Advancements in telemedicine, particularly via nearly ubiquitous mobile devices (e.g., smartphones and tablets), likely hold part of the solution to the second challenge, that of reviewing emergent images in a timely fashion. For example, in a subanalysis of the FOTO-ED study, the 5-point overall quality rating assigned by two reviewers to the same 100 photographs on a desktop computer and the iPhone 3G was compared. A very high intra- and inter-rater agreement on the iPhone (kappa 0.96) and high agreement of the same reviewer between the two devices (0.82–0.91) was found. Notably, both reviewers on average rated the same image as higher quality on the iPhone compared with the desktop computer (χ2 > 36, p < 0.001).43 Likewise, Kumar et al. found that the ophthalmologists who reviewed images of patients for the telemedical diagnosis of diabetic retinopathy had very high agreement (κ = 0.9) and gave high scores to the image quality on the iPhone 4.44 On the neurology side, an agreement study of a bedside reviewer’s National Institutes of Health Stroke Scale (NIHSS) versus that of a reviewer remotely directing and observing the examination with an iPhone 4 demonstrated excellent agreement for 10 items (level of consciousness, month and age, visual fields, right motor arm, left motor arm, right motor leg, left motor leg, sensation, language, neglect), moderate agreement for 3 items (gaze, facial palsy, dysarthria), and poor agreement for only 1 item (ataxia). The overall NIHSS scores obtained at bedside and remotely showed excellent agreement (intraclass correlation coefficient, 0.98).45

Finally, advancements in non-mydriatic fundus photography and telemedicine not only have the potential to improve patient care, but also may facilitate clinical research in areas that are currently intractable.

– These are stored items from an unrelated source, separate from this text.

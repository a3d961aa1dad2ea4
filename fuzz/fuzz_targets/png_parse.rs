#![no_main]
use libfuzzer_sys::fuzz_target;

use evidentia::formats::exif::TiffExifDecoder;
use evidentia::formats::png::parse_png;

fuzz_target!(|data: &[u8]| {
    let _ = parse_png(data, &TiffExifDecoder);
});
//! End-to-end suites over synthetic evidence files.

mod determinism;
mod dispatch;
mod end_to_end;
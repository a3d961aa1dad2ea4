#![no_main]
use libfuzzer_sys::fuzz_target;

use evidentia::formats::docx::parse_docx;
use evidentia::formats::zip::ZipPackageReader;

fuzz_target!(|data: &[u8]| {
    let _ = parse_docx(data, &ZipPackageReader);
});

For example, the advantages of telemedicine have already been demonstrated in the process of administering emergent therapies in acute stroke.46 The expansion and validation of non-mydriatic fundus photography and its interpretation by non-ophthalmic reviewers and by telemedicine will offer the early diagnosis required for analogous therapeutic studies in neuro-ophthalmology, such as novel therapies for central retinal artery occlusion, anterior ischaemic neuropathy, and traumatic optic neuropathy. In addition, these techniques hold promise for risk stratification and predictive health in both acute and chronic diseases, but their role remains to be fully elucidated.

CONCLUSION

Major advances have occurred in both non-mydriatic fundus photography and telemedicine, but to reach their full potential, a broad and sustained multidisciplinary approach to research and implementation will be required. If that full potential is reached, these technologies will impact all areas of vision health and research with transformative ripple effects throughout the rest of medicine.

Declaration of interest: This study was supported in part by an unrestricted departmental grant (Department of Ophthalmology) from Research to Prevent Blindness, Inc., New York, and by NIH/NEI core grant P30-EY06360 (Department of Ophthalmology). Dr. Bruce receives research support from the NIH/NEI (K23-EY019341). Dr. Newman is a recipient of the Research to Prevent Blindness Lew R. Wasserman Merit Award. The authors have no relevant financial disclosures. The authors report no conflicts of interest. The authors alone are responsible for the content and writing of the paper.